Prezydent apeluje także, by w tym podniosłym okresie zachować spokój i powagę. – Jeżeli chcemy, żeby to wielkie wydarzenie sportowe wiązało nas mocniej pozytywnymi przeżyciami, to warto przemyśleć, czy planowane strajki, demonstracje i manifestacje – choć pewnie w znacznej mierze stoją za nimi ważne racje – po prostu przenieść na późniejszy okres. No a jeśli nie chcemy? Jeśli pozytywne przeżywanie utrudnia nam świadomość, że pan Prezydent podpisuje ustawy niezgodne z Konstytucją? Że wpisuje się w „świecką tradycję”, zgodnie z którą władzy nie należny przeszkadzać zwłaszcza wtedy, gdy jest okazja, by pochełpić się osiągnięciami i „sprawną organizacją zawodów”?

Ponad trzydzieści lat temu apelowano o „spokój i rozwagę”. W exposé generał premier Wojciech Jaruzelski zaapelował o „90 dni spokoju”, zaniechanie wszelkich akcji strajkowych i protestacyjnych, bo Polskę czekały „ważne reformy”. Wiemy co z tego wyszło, a obiecanych reform jak nie było wtedy, tak nie ma i dziś. I jeśli naprawdę – jak chcą niektórzy – historia się powtarza, to oznacza to tylko jedno – rządzący nie wyciągają z jej lekcji żadnych wniosków. Bo ileż można z uporem maniaka rozwiązywać te same problemy, stawać przed tymi samymi wyzwaniami, w kółko podejmować trudne i odważne decyzje, które nie tylko niczego nie poprawiają, ale często są krokiem wstecz?

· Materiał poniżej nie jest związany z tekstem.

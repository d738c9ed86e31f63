//! Tests for the in-process job and domain stores.

use assert_matches::assert_matches;
use bigshot_core::job_events::UpdateType;
use bigshot_core::job_result::NotificationEntry;
use bigshot_core::job_status::JobStatus;
use bigshot_core::job_type::JobType;
use bigshot_db::memory::{MemoryDomainStore, MemoryJobStore};
use bigshot_db::models::job::{CreateJob, JobChanges, JobListQuery};
use bigshot_db::store::{DomainStore, JobStore};
use chrono::{Duration, Utc};

// ---------------------------------------------------------------------------
// Helpers
// ---------------------------------------------------------------------------

fn enumeration(target: &str) -> CreateJob {
    CreateJob {
        job_type: JobType::DomainEnumeration,
        target: Some(target.to_string()),
    }
}

// ---------------------------------------------------------------------------
// Jobs
// ---------------------------------------------------------------------------

#[tokio::test]
async fn created_job_is_pending_with_zero_progress() {
    let store = MemoryJobStore::new();
    let job = store.create(&enumeration("a.com")).await.unwrap();

    assert_eq!(job.status, JobStatus::Pending);
    assert_eq!(job.progress, 0);
    assert!(job.result.is_none());
    assert_eq!(store.find_by_id(job.id).await.unwrap(), Some(job));
}

#[tokio::test]
async fn first_terminal_write_wins() {
    let store = MemoryJobStore::new();
    let job = store.create(&enumeration("a.com")).await.unwrap();
    store
        .update(job.id, &JobChanges::transition(JobStatus::Running))
        .await
        .unwrap();

    let cancelled = store
        .update(job.id, &JobChanges::transition(JobStatus::Cancelled))
        .await
        .unwrap();
    assert_matches!(cancelled, Some(ref j) if j.status == JobStatus::Cancelled);

    let completed = store
        .update(
            job.id,
            &JobChanges::transition(JobStatus::Completed).progress(100),
        )
        .await
        .unwrap();
    assert!(completed.is_none());

    let stored = store.find_by_id(job.id).await.unwrap().unwrap();
    assert_eq!(stored.status, JobStatus::Cancelled);
    assert_eq!(stored.progress, 0);
}

#[tokio::test]
async fn update_of_missing_job_returns_none() {
    let store = MemoryJobStore::new();
    let result = store
        .update(42, &JobChanges::default().progress(10))
        .await
        .unwrap();
    assert!(result.is_none());
}

#[tokio::test]
async fn listing_filters_and_paginates_newest_first() {
    let store = MemoryJobStore::new();
    for i in 0..5 {
        store
            .create(&enumeration(&format!("site{i}.com")))
            .await
            .unwrap();
    }
    store
        .create(&CreateJob {
            job_type: JobType::DataCleanup,
            target: None,
        })
        .await
        .unwrap();

    let page = store
        .list(&JobListQuery {
            job_type: Some(JobType::DomainEnumeration),
            page: Some(2),
            per_page: Some(2),
            ..Default::default()
        })
        .await
        .unwrap();

    assert_eq!(page.total, 5);
    assert_eq!(page.pages, 3);
    let ids: Vec<_> = page.items.iter().map(|j| j.id).collect();
    assert_eq!(ids, [3, 2]);
}

#[tokio::test]
async fn active_listing_excludes_terminal_jobs() {
    let store = MemoryJobStore::new();
    let a = store.create(&enumeration("a.com")).await.unwrap();
    let b = store.create(&enumeration("b.com")).await.unwrap();
    store
        .update(a.id, &JobChanges::transition(JobStatus::Cancelled))
        .await
        .unwrap();

    let active = store.list_active().await.unwrap();
    assert_eq!(active.len(), 1);
    assert_eq!(active[0].id, b.id);
}

#[tokio::test]
async fn stats_count_by_status_and_type() {
    let store = MemoryJobStore::new();
    let a = store.create(&enumeration("a.com")).await.unwrap();
    store.create(&enumeration("b.com")).await.unwrap();
    store
        .update(a.id, &JobChanges::transition(JobStatus::Running))
        .await
        .unwrap();
    store
        .update(a.id, &JobChanges::transition(JobStatus::Completed))
        .await
        .unwrap();

    let stats = store.stats().await.unwrap();
    assert_eq!(stats.total_jobs, 2);
    assert_eq!(stats.by_status["completed"], 1);
    assert_eq!(stats.by_status["pending"], 1);
    assert_eq!(stats.by_type["domain_enumeration"], 2);
    assert_eq!(stats.recent_jobs, 2);
    assert!(stats.avg_completion_secs.is_some());
}

#[tokio::test]
async fn pruning_drops_only_old_ledger_entries_of_old_jobs() {
    let store = MemoryJobStore::new();
    let job = store.create(&enumeration("a.com")).await.unwrap();

    let mut old = NotificationEntry::new(UpdateType::Started, serde_json::Value::Null);
    old.timestamp = Utc::now() - Duration::days(10);
    store
        .update(job.id, &JobChanges::default().notify(old))
        .await
        .unwrap();
    store
        .update(
            job.id,
            &JobChanges::default().notify(NotificationEntry::new(
                UpdateType::Completed,
                serde_json::Value::Null,
            )),
        )
        .await
        .unwrap();

    let cutoff = Utc::now() - Duration::days(7);
    let not_yet = store
        .prune_notifications(job.created_at, cutoff)
        .await
        .unwrap();
    assert_eq!(not_yet, 0);

    let touched = store
        .prune_notifications(Utc::now() + Duration::seconds(1), cutoff)
        .await
        .unwrap();
    assert_eq!(touched, 1);

    let ledger = store
        .find_by_id(job.id)
        .await
        .unwrap()
        .unwrap()
        .result_envelope()
        .notifications;
    assert_eq!(ledger.len(), 1);
    assert_eq!(ledger.entries()[0].notification_type, UpdateType::Completed);
}

// ---------------------------------------------------------------------------
// Domains
// ---------------------------------------------------------------------------

#[tokio::test]
async fn upsert_inserts_once_per_subdomain_and_source() {
    let store = MemoryDomainStore::new();
    assert!(store.upsert("a.com", "x.a.com", "crt.sh").await.unwrap());
    assert!(!store.upsert("a.com", "x.a.com", "crt.sh").await.unwrap());
    assert!(store.upsert("a.com", "x.a.com", "virustotal").await.unwrap());

    assert_eq!(store.list_all().await.unwrap().len(), 2);
    assert_eq!(
        store.duplicate_subdomains().await.unwrap(),
        vec!["x.a.com".to_string()]
    );
}

#[tokio::test]
async fn created_before_filters_by_age() {
    let store = MemoryDomainStore::new();
    let old = Utc::now() - Duration::days(40);
    store
        .insert("a.com", "old.a.com", "crt.sh", None, old)
        .await;
    store.upsert("a.com", "new.a.com", "crt.sh").await.unwrap();

    let stale = store
        .list_created_before(Utc::now() - Duration::days(30))
        .await
        .unwrap();
    assert_eq!(stale.len(), 1);
    assert_eq!(stale[0].subdomain, "old.a.com");
}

Dywagując o cudach nie można nie odnotować zwycięstwa p. Palikota w pierwszomajowych ogólnokrajowych mistrzostwach Polski w populizmie i wygadywaniu farmazonów. Opowiadał ze swadą i przekonaniem, że będziemy prowadzili politykę pełnego zatrudnienia, będziemy prowadzili politykę »zero bezrobocia«. (…) Polityka pełnego zatrudnienia to realne zadanie polityczne, które musi wziąć na siebie każda administracja rządowa. To jest cel, któremu ma być podporządkowane wszystko to, co będzie państwo robiło. (…) Tak, państwo będzie budować fabryki, państwo ma budować fabryki, nie ma żadnego powodu, żeby państwo nie budowało fabryk. Pewnie, że nie ma żadnego powodu, żeby państwo nie budowało fabryk, w których na śmieciowych kontraktach menadżerskich zatrudnienie znajdą partyjni fachowcy. Poza tym dawniej państwo budowało fabryki i rosło w siłę, a ludziom żyło się dostatnio. Komu to przeszkadzało?


Talon umożliwiający zakup towarów wyprodukowanych w wybudowanej przez państwo fabryce żywności.